= Beginning of Section =
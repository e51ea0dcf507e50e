//! Local API router tests

mod support;

use std::collections::HashSet;
use std::sync::atomic::Ordering;
use std::sync::Arc;

use axum::{
    body::{to_bytes, Body},
    http::{header, Method, Request, StatusCode},
    Router,
};
use serde_json::{json, Value};
use tower::ServiceExt;

use support::ScriptedDevice;
use wattrix::app::options::AppOptions;
use wattrix::app::state::DeviceContext;
use wattrix::entities::Entity;
use wattrix::http::device::DeviceApi;
use wattrix::server::serve::router;

async fn context(device: &Arc<ScriptedDevice>) -> Arc<DeviceContext> {
    device.push_status(json!({
        "mode": "DISABLED",
        "current_power": 0,
        "power_limit_percentage": 100,
        "timeout_seconds": 900,
    }));
    let api: Arc<dyn DeviceApi> = device.clone();
    Arc::new(
        DeviceContext::init(api, "http://wattrix.test:8000", &AppOptions::default())
            .await
            .unwrap(),
    )
}

async fn send(app: Router, request: Request<Body>) -> (StatusCode, Value) {
    let response = app.oneshot(request).await.unwrap();
    let status = response.status();
    let bytes = to_bytes(response.into_body(), usize::MAX).await.unwrap();
    let body = if bytes.is_empty() {
        Value::Null
    } else {
        serde_json::from_slice(&bytes).unwrap()
    };
    (status, body)
}

fn get(uri: &str) -> Request<Body> {
    Request::builder().uri(uri).body(Body::empty()).unwrap()
}

fn post(uri: &str, body: Value) -> Request<Body> {
    Request::builder()
        .method(Method::POST)
        .uri(uri)
        .header(header::CONTENT_TYPE, "application/json")
        .body(Body::from(body.to_string()))
        .unwrap()
}

#[tokio::test]
async fn test_health() {
    let device = ScriptedDevice::new();
    let app = router(context(&device).await);

    let (status, body) = send(app, get("/health")).await;
    assert_eq!(status, StatusCode::OK);
    assert_eq!(body["status"], json!("healthy"));
    assert_eq!(body["device_online"], json!(true));
}

#[tokio::test]
async fn test_version_includes_device_version() {
    let device = ScriptedDevice::new();
    let app = router(context(&device).await);

    let (status, body) = send(app, get("/version")).await;
    assert_eq!(status, StatusCode::OK);
    assert_eq!(body["device"]["version"], json!("1.4.2"));
    assert_eq!(body["device_info"]["model"], json!("Wattrix One"));
    assert!(body["version"].is_string());
}

#[tokio::test]
async fn test_list_entities() {
    let device = ScriptedDevice::new();
    let app = router(context(&device).await);

    let (status, body) = send(app, get("/entities")).await;
    assert_eq!(status, StatusCode::OK);

    let entities = body["entities"].as_array().unwrap();
    assert_eq!(body["total"], json!(entities.len()));
    assert!(entities
        .iter()
        .any(|e| e["unique_id"] == json!("wattrix_mode_WX-0042") && e["kind"] == json!("select")));
    assert!(entities
        .iter()
        .any(|e| e["unique_id"] == json!("wattrix_mode_setpoint_WX-0042") && e["value"] == json!(200.0)));
}

#[tokio::test]
async fn test_get_entity_and_missing_entity() {
    let device = ScriptedDevice::new();
    let context = context(&device).await;

    let (status, body) = send(router(context.clone()), get("/entities/wattrix_current_power_WX-0042")).await;
    assert_eq!(status, StatusCode::OK);
    assert_eq!(body["value"], json!(0));
    assert_eq!(body["unit"], json!("W"));

    let (status, body) = send(router(context), get("/entities/wattrix_nothing_WX-0042")).await;
    assert_eq!(status, StatusCode::NOT_FOUND);
    assert_eq!(body["success"], json!(false));
    assert!(body["message"].as_str().unwrap().contains("wattrix_nothing_WX-0042"));
}

#[tokio::test]
async fn test_entity_ids_are_distinct() {
    let device = ScriptedDevice::new();
    let context = context(&device).await;

    let entities = context.entities.all();
    let ids: Vec<&str> = entities.into_iter().map(|e| e.unique_id()).collect();
    let distinct: HashSet<&str> = ids.iter().copied().collect();
    assert_eq!(distinct.len(), ids.len(), "duplicate entity ids in {:?}", ids);
}

#[tokio::test]
async fn test_mode_selector_and_sensor_lookup() {
    let device = ScriptedDevice::new();
    let context = context(&device).await;

    let (status, body) = send(router(context.clone()), get("/entities/wattrix_mode_WX-0042")).await;
    assert_eq!(status, StatusCode::OK);
    assert_eq!(body["kind"], json!("select"));

    let (status, body) = send(router(context), get("/entities/wattrix_mode_status_WX-0042")).await;
    assert_eq!(status, StatusCode::OK);
    assert_eq!(body["kind"], json!("sensor"));
    assert_eq!(body["value"], json!("DISABLED"));
}

#[tokio::test]
async fn test_select_mode() {
    let device = ScriptedDevice::new();
    let context = context(&device).await;
    device.push_status(json!({"mode": "EXPORT_SURPLUS_HEATING"}));

    let (status, body) = send(
        router(context.clone()),
        post("/select/mode", json!({"option": "EXPORT_SURPLUS_HEATING"})),
    )
    .await;
    assert_eq!(status, StatusCode::OK);
    assert_eq!(body["success"], json!(true));
    assert_eq!(
        context.coordinators.status.get("mode"),
        Some(json!("EXPORT_SURPLUS_HEATING"))
    );
    assert_eq!(device.requests().len(), 1);
}

#[tokio::test]
async fn test_select_mode_invalid_option() {
    let device = ScriptedDevice::new();
    let app = router(context(&device).await);

    let (status, body) = send(app, post("/select/mode", json!({"option": "TURBO"}))).await;
    assert_eq!(status, StatusCode::BAD_REQUEST);
    assert_eq!(body["success"], json!(false));
    assert!(device.requests().is_empty());
}

#[tokio::test]
async fn test_select_mode_device_refuses() {
    let device = ScriptedDevice::new();
    let app = router(context(&device).await);
    device.accept_mode.store(false, Ordering::SeqCst);

    let (status, body) = send(app, post("/select/mode", json!({"option": "DISABLED"}))).await;
    assert_eq!(status, StatusCode::BAD_GATEWAY);
    assert_eq!(body["success"], json!(false));
}

#[tokio::test]
async fn test_number_setpoint() {
    let device = ScriptedDevice::new();
    let context = context(&device).await;

    let (status, body) = send(router(context.clone()), post("/number/setpoint", json!({"value": 1500}))).await;
    assert_eq!(status, StatusCode::OK);
    assert_eq!(body["success"], json!(true));
    assert_eq!(context.coordinators.status.pending().setpoint, 1500.0);
}

#[tokio::test]
async fn test_number_out_of_range() {
    let device = ScriptedDevice::new();
    let context = context(&device).await;

    let (status, _) = send(
        router(context.clone()),
        post("/number/power_limit_percentage", json!({"value": 120})),
    )
    .await;
    assert_eq!(status, StatusCode::BAD_REQUEST);
    assert_eq!(context.coordinators.status.pending().power_limit_percentage, 100.0);
}

#[tokio::test]
async fn test_reapply_button() {
    let device = ScriptedDevice::new();
    let app = router(context(&device).await);
    device.push_status(json!({"mode": "DISABLED"}));

    let (status, body) = send(app, post("/button/reapply", json!({}))).await;
    assert_eq!(status, StatusCode::OK);
    assert_eq!(body["success"], json!(true));

    let requests = device.requests();
    assert_eq!(requests.len(), 1);
    assert_eq!(requests[0].timeout_seconds, 900);
}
= End of Section =
▶ **WORK REQUIRED**
Copy all lines from the material above that hold the word "DISABLED".

▶ **EXERCISE RESPONSE**
        "mode": "DISABLED",
    assert_eq!(body["value"], json!("DISABLED"));
    let (status, body) = send(app, post("/select/mode", json!({"option": "DISABLED"}))).await;
    device.push_status(json!({"mode": "DISABLED"}));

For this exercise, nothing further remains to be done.